Dad was a man of quick wit, a flair for vocal performance, an acute ear for the play of words, a fantastic memory for sound and rhythm. One of his most powerful gifts to me was his time and energy as he read to me and my friends. He read Winnie the Pooh, all of the Narnia series, The Hobbit and the Lord of the Rings trilogy, he read Watership Down, Shardik, Treasure Island, Kidnapped, and many others. The highlights in my mind now were Tolkien and the wonderful series of books by CS Forester featuring Horatio Hornblower, a British naval officer during the Napoleonic wars.
Whether he was reading about rabbits, as in Watership Down, or about life aboard the HMS Indefatigable, dad always brought the mind of a performer to his reading. I don’t think that there would be many collections of professional stage actors that could bring a reading of a chapter to as much life as he could. He gave each character a unique voice and accent—voices and accents that didn’t mush or vary from night to night—with as many as 10 or 14 days between readings. It was obvious that he loved these sessions as much as we—my brotherly like band of friends-Nathan, Markus, Dylan, and myself. He held us rapt—and we sometimes managed to wheedle and whine as much as an hour-long performance from him—we were insatiable.
One of the magical things about these readings is that it put the band of us all into the same pages. This shared experience of the same literature, the same performances, called up the same imagery, adventures, characters—and we began to incorporate this reality into our daily lives. From a very early time—some of my earliest memories—being seven or eight years of age when he was reading The Hobbit to me—I remember exploring the wondrous landscape of English Hill, a few miles West of Sebastopol, where he lived when he first moved to Sonoma County in 1970. This landscape was peopled with mossy rocks which we called trolls, because, in Tolkien’s world, trolls stupid enough to be caught by the rays of the sun turned to stone. We mapped this territory on our return from these adventures, marked where we had passed through woods which became Mirkwood, landmarked trees that looked like Ents, drew in creeks which became the beautiful Anduin or the Entwash. Dad was as creative and excited by incorporating such fancies into our experience of external reality as I was. He rarely refused requests to retell or take on the character of Gandalf the Grey, Fiver, Kehaar, Long John, or Aslan. I believe this was a powerful and lifelong gift to me and my adopted brothers—allowing us to connect deeply with themes, symbols, and knowledge gained through literature. We learned about friendship, wonder, bravery, loyalty, love, magic, and beautiful language.

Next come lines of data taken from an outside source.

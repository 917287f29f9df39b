//! Defines the endpoint for deleting an account.

use axum::{
    Extension, Json,
    extract::{Path, State},
};
use serde_json::{Value, json};

use crate::{
    Error,
    account::core::{AccountId, AccountState, delete_account, get_owned_account},
    auth::UserID,
    db::lock_connection,
};

/// A route handler for deleting an account and its transactions.
///
/// Balances of other accounts are left as they are, including those that received
/// transfers from the deleted account.
pub async fn delete_account_endpoint(
    State(state): State<AccountState>,
    Extension(user_id): Extension<UserID>,
    Path(account_id): Path<AccountId>,
) -> Result<Json<Value>, Error> {
    let connection = lock_connection(&state.db_connection)?;

    get_owned_account(account_id, user_id, &connection)?;

    match delete_account(account_id, &connection)? {
        0 => Err(Error::NotFound),
        _ => {
            tracing::info!("user {user_id} deleted account {account_id}");
            Ok(Json(json!({ "message": "Account removed" })))
        }
    }
}

#[cfg(test)]
mod tests {
    use axum::http::StatusCode;
    use rust_decimal_macros::dec;
    use serde_json::json;

    use crate::{
        endpoints::{self, format_endpoint},
        test_utils::{must_create_account, must_register_user, test_server},
    };

    #[tokio::test]
    async fn delete_account_removes_it_and_its_transactions() {
        let server = test_server();
        let token = must_register_user(&server, "alice@example.com").await;
        let account = must_create_account(&server, &token, "Giro", dec!(100)).await;
        server
            .post(endpoints::TRANSACTIONS)
            .authorization_bearer(&token)
            .json(&json!({
                "account_id": account.id,
                "amount": 10,
                "type": "expense",
                "description": "Lunch",
            }))
            .await
            .assert_status(StatusCode::CREATED);

        let response = server
            .delete(&format_endpoint(endpoints::ACCOUNT, account.id))
            .authorization_bearer(&token)
            .await;

        response.assert_status_ok();
        response.assert_json(&json!({ "message": "Account removed" }));
        server
            .get(&format_endpoint(endpoints::ACCOUNT, account.id))
            .authorization_bearer(&token)
            .await
            .assert_status(StatusCode::NOT_FOUND);
        server
            .get(&format_endpoint(endpoints::ACCOUNT_TRANSACTIONS, account.id))
            .authorization_bearer(&token)
            .await
            .assert_status(StatusCode::NOT_FOUND);
    }

    #[tokio::test]
    async fn delete_other_users_account_is_unauthorized() {
        let server = test_server();
        let alice = must_register_user(&server, "alice@example.com").await;
        let bob = must_register_user(&server, "bob@example.com").await;
        let account = must_create_account(&server, &alice, "Giro", dec!(100)).await;

        server
            .delete(&format_endpoint(endpoints::ACCOUNT, account.id))
            .authorization_bearer(&bob)
            .await
            .assert_status(StatusCode::UNAUTHORIZED);
    }

    #[tokio::test]
    async fn delete_missing_account_is_not_found() {
        let server = test_server();
        let token = must_register_user(&server, "alice@example.com").await;

        server
            .delete(&format_endpoint(endpoints::ACCOUNT, 12))
            .authorization_bearer(&token)
            .await
            .assert_status(StatusCode::NOT_FOUND);
    }
}
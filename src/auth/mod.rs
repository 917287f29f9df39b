//! User registration, log-in and the token checks that guard the rest of the API.

mod current_user;
mod log_in;
mod middleware;
mod password;
mod register;
mod token;
mod user;

pub use current_user::get_current_user;
pub use log_in::{AuthResponse, post_log_in};
pub use middleware::{AUTH_TOKEN_HEADER, auth_guard};
pub use password::{PasswordHash, ValidatedPassword};
pub use register::register_user;
pub use token::{Claims, DEFAULT_TOKEN_DURATION, JwtKeys, decode_token, encode_token};
pub use user::{
    User, UserID, UserProfile, create_user, create_user_table, get_user_by_email, get_user_by_id,
    parse_email,
};
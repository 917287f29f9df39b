//! Defines the endpoints for reading accounts.

use axum::{
    Extension, Json,
    extract::{Path, State},
};

use crate::{
    Error,
    account::core::{Account, AccountId, AccountState, get_accounts_for_user, get_owned_account},
    auth::UserID,
    db::lock_connection,
};

/// A route handler that lists the accounts of the logged-in user.
pub async fn get_accounts_endpoint(
    State(state): State<AccountState>,
    Extension(user_id): Extension<UserID>,
) -> Result<Json<Vec<Account>>, Error> {
    let connection = lock_connection(&state.db_connection)?;

    get_accounts_for_user(user_id, &connection).map(Json)
}

/// A route handler that gets a single account of the logged-in user.
pub async fn get_account_endpoint(
    State(state): State<AccountState>,
    Extension(user_id): Extension<UserID>,
    Path(account_id): Path<AccountId>,
) -> Result<Json<Account>, Error> {
    let connection = lock_connection(&state.db_connection)?;

    get_owned_account(account_id, user_id, &connection).map(Json)
}
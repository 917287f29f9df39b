use std::sync::{Arc, Mutex};

use axum::{
    Extension, Json,
    extract::{FromRef, State},
};
use rusqlite::Connection;

use crate::{
    AppState, Error,
    auth::{UserID, UserProfile, get_user_by_id},
    db::lock_connection,
};

/// The state needed to look up the logged-in user.
#[derive(Debug, Clone)]
pub struct CurrentUserState {
    /// The database connection for looking up users.
    pub db_connection: Arc<Mutex<Connection>>,
}

impl FromRef<AppState> for CurrentUserState {
    fn from_ref(state: &AppState) -> Self {
        Self {
            db_connection: state.db_connection.clone(),
        }
    }
}

/// A route handler that returns the profile of the user the auth token belongs to.
///
/// A valid token for a user that no longer exists gives [Error::NotFound].
pub async fn get_current_user(
    State(state): State<CurrentUserState>,
    Extension(user_id): Extension<UserID>,
) -> Result<Json<UserProfile>, Error> {
    let connection = lock_connection(&state.db_connection)?;

    get_user_by_id(user_id, &connection).map(|user| Json(user.into()))
}
//! Savings goals.

mod contribute_endpoint;
mod core;
mod create_endpoint;
mod delete_endpoint;
mod edit_endpoint;
mod list_endpoint;

pub use contribute_endpoint::contribute_to_goal_endpoint;
pub use core::{Goal, GoalCategory, GoalId, create_goal_table};
pub use create_endpoint::create_goal_endpoint;
pub use delete_endpoint::delete_goal_endpoint;
pub use edit_endpoint::edit_goal_endpoint;
pub use list_endpoint::{get_goal_endpoint, get_goals_endpoint};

Many fathers read to their children, I try to read to my own—but very very few bring to it the passion and love that he did—a lesser percentage of those also integrate the fiction with everyday reality in the way that he did.
Another aspect of his character that was powerful at that time is what a friend of mine commented on recently–he listened to us children in a way that many adults didn’t—with respect and careful attention—leaving one feeling valued—but also challenged. At times this was frightening, at times this was empowering—but at all times it was somewhat unique—not many adults approach their relations with children with such a careful ear.
This careful ear, however, wasn’t always matched to a patient or gentle mouth—I, my childhood friends, and my sister can all recall times when our youthful transgressions earned verbal dressing-downs that would far eclipse Captain Haddock in full flight—his ammunition being volume, intensity, and carefully selected words. One found oneself boxed in by a mind that delighted in creating tight corners and exploring what was around them. This was not my dad at his finest—I wish that that hadn’t been part of his character, but it was. This has been an important lesson for me-not to seek perfection in myself or trust the appearance of it in others.
Another aspect of my father that I feel was a powerful influence was his interest in the world—not just his world of academics, poetics, philosophy, but his interest in my many new jobs, new interests, new friends—he seemed to suck up my new anecdotes, vocabulary, and changing understanding of the world. He asked questions, incorporated new terms, and elements of my accounts into our conversations. I think this was partly due to his writer’s thirst for genuine and specific knowledge of how the world works, how people move through territory and come to see reality in new and different ways. This interest of his led me to see each new job and experience I had with a curiosity and enjoyment that others frequently seem to lack.